Nonostante le innovazioni linguistiche e le rivalità artistiche, la qualità delle performance dal vivo rimane un punto dolente per una parte della scena rap italiana. Un'esperienza live, come quella descritta in un resoconto di un evento, può mettere in luce le difficoltà di alcuni artisti nel replicare in sede live la qualità dei brani prodotti in studio. Rapper che non vanno a tempo, attacchi sbagliati, un uso spropositato delle basi registrate per coprire pause o cambi di scena, sono tutti elementi che possono minare l'efficacia di uno spettacolo.

Palco di un concerto rap

La capacità di "tenere il palco" diventa quindi cruciale. Artisti come Bassi Maestro vengono universalmente riconosciuti per la loro maestria, mentre altri emergono per la loro energia e capacità di coinvolgere il pubblico, come Shade con Rew e le sue ballerine, o i Dogo, capaci di creare un'atmosfera intensa. La performance di artisti come Ghemon, che si muove con agilità e passione sul palco, dimostra come la musicalità e l'energia possano creare un legame forte con il pubblico.

Aspetti Tecnici e Pubblico: Un Contesto in Evoluzione

L'aspetto tecnico dei live, sebbene non sempre approfondito, può risultare fastidioso e incidere sull'esperienza complessiva. Inoltre, la composizione del pubblico presenta spesso un mix eterogeneo di fasce d'età, con situazioni a volte surreali, come genitori over 40 intenti a discutere di calcio accanto ad adolescenti, o bambini che giocano in aree non adatte durante le esibizioni. Questo dimostra come il rap e la trap stiano raggiungendo un pubblico sempre più vasto e variegato, ma solleva anche interrogativi sulla capacità di adattare l'offerta artistica e l'ambiente del concerto a un pubblico così eterogeneo. La presenza di artisti come Violetta o la confusione tra generi musicali diversi, come nel caso di madri spaesate all'ingresso di Noyz, sottolineano la necessità di una maggiore chiarezza e di una segmentazione più efficace del pubblico e delle proposte.

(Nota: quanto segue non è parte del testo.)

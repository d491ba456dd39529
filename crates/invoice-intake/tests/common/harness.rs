//! Test harness for isolated pipeline runs.
//!
//! Every harness owns a temporary directory holding the watch, success and
//! review roots plus the record log, so tests never share filesystem state.

#![allow(dead_code)]

use std::path::{Path, PathBuf};
use std::sync::Arc;

use tempfile::TempDir;
use walkdir::WalkDir;

use invoice_intake::{
    ensure_roots, FieldExtractor, FileMover, IntakeConfig, IntakeRecord, IntakeService,
    MemorySink, Pipeline, RecordSink, Relocator, TextBackend,
};

pub struct TestHarness {
    temp_dir: TempDir,
    pub config: Arc<IntakeConfig>,
}

impl TestHarness {
    /// Harness with near-zero settle and backoff delays.
    pub fn new() -> Self {
        Self::with_config(|_| {})
    }

    /// Harness whose config is adjusted by `tweak` before the roots are created.
    pub fn with_config<F>(tweak: F) -> Self
    where
        F: FnOnce(&mut IntakeConfig),
    {
        let temp_dir = TempDir::new().expect("Failed to create temp directory");
        let mut config = IntakeConfig {
            settle_delay_ms: 1,
            retry_backoff_ms: 1,
            ..IntakeConfig::rooted_at(temp_dir.path())
        };
        tweak(&mut config);
        ensure_roots(&config).expect("Failed to create intake roots");

        Self {
            temp_dir,
            config: Arc::new(config),
        }
    }

    pub fn temp_path(&self) -> &Path {
        self.temp_dir.path()
    }

    pub fn watch_dir(&self) -> &Path {
        &self.config.watch_dir
    }

    pub fn success_dir(&self) -> &Path {
        &self.config.success_dir
    }

    pub fn review_dir(&self) -> &Path {
        &self.config.review_dir
    }

    /// Writes a file into the watch directory.
    pub fn write_input(&self, filename: &str, content: &[u8]) -> PathBuf {
        let path = self.config.watch_dir.join(filename);
        std::fs::write(&path, content).expect("Failed to write input file");
        path
    }

    /// The production pipeline: lopdf, filesystem moves, CSV record log.
    pub fn csv_pipeline(&self) -> Pipeline {
        Pipeline::from_config(Arc::clone(&self.config))
    }

    /// lopdf extraction and filesystem moves, recording into memory.
    pub fn memory_pipeline(&self) -> (Pipeline, Arc<MemorySink>) {
        let sink = Arc::new(MemorySink::new());
        let pipeline = self.pipeline_with(
            FieldExtractor::pdf(),
            None,
            Arc::clone(&sink) as Arc<dyn RecordSink>,
        );
        (pipeline, sink)
    }

    /// Pipeline with a fixed-text backend recording into memory.
    pub fn static_text_pipeline(
        &self,
        backend: Arc<dyn TextBackend>,
    ) -> (Pipeline, Arc<MemorySink>) {
        let sink = Arc::new(MemorySink::new());
        let pipeline = self.pipeline_with(
            FieldExtractor::new(backend),
            None,
            Arc::clone(&sink) as Arc<dyn RecordSink>,
        );
        (pipeline, sink)
    }

    /// Pipeline with explicit collaborators. `None` keeps the filesystem mover.
    pub fn pipeline_with(
        &self,
        extractor: FieldExtractor,
        mover: Option<Arc<dyn FileMover>>,
        sink: Arc<dyn RecordSink>,
    ) -> Pipeline {
        let attempts = self.config.move_retries;
        let backoff = self.config.retry_backoff();
        let relocator = match mover {
            Some(mover) => Relocator::with_mover(mover, attempts, backoff),
            None => Relocator::new(attempts, backoff),
        };
        Pipeline::new(Arc::clone(&self.config), extractor, relocator, sink)
    }

    pub fn service(&self, pipeline: Pipeline) -> IntakeService {
        IntakeService::new(Arc::new(pipeline))
    }

    /// Rows of the CSV record log, or none when it was never created.
    pub fn read_csv(&self) -> Vec<IntakeRecord> {
        if !self.config.output_csv.exists() {
            return Vec::new();
        }
        let mut reader =
            csv::Reader::from_path(&self.config.output_csv).expect("Failed to open record log");
        reader
            .deserialize()
            .map(|row| row.expect("Failed to parse record row"))
            .collect()
    }

    /// Every file beneath `root`, relative to it, sorted.
    pub fn files_under(&self, root: &Path) -> Vec<PathBuf> {
        let mut files: Vec<PathBuf> = WalkDir::new(root)
            .into_iter()
            .filter_map(|e| e.ok())
            .filter(|e| e.file_type().is_file())
            .filter_map(|e| e.path().strip_prefix(root).ok().map(Path::to_path_buf))
            .collect();
        files.sort();
        files
    }
}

In conclusione, il dissing nel rap italiano è un fenomeno poliedrico, che riflette non solo le rivalità artistiche, ma anche le sfide che le artiste donne devono affrontare, le evoluzioni linguistiche che caratterizzano il genere e le complessità delle performance dal vivo. Un universo in perenne trasformazione, dove le parole, le lingue e le identità si intrecciano in un racconto in divenire.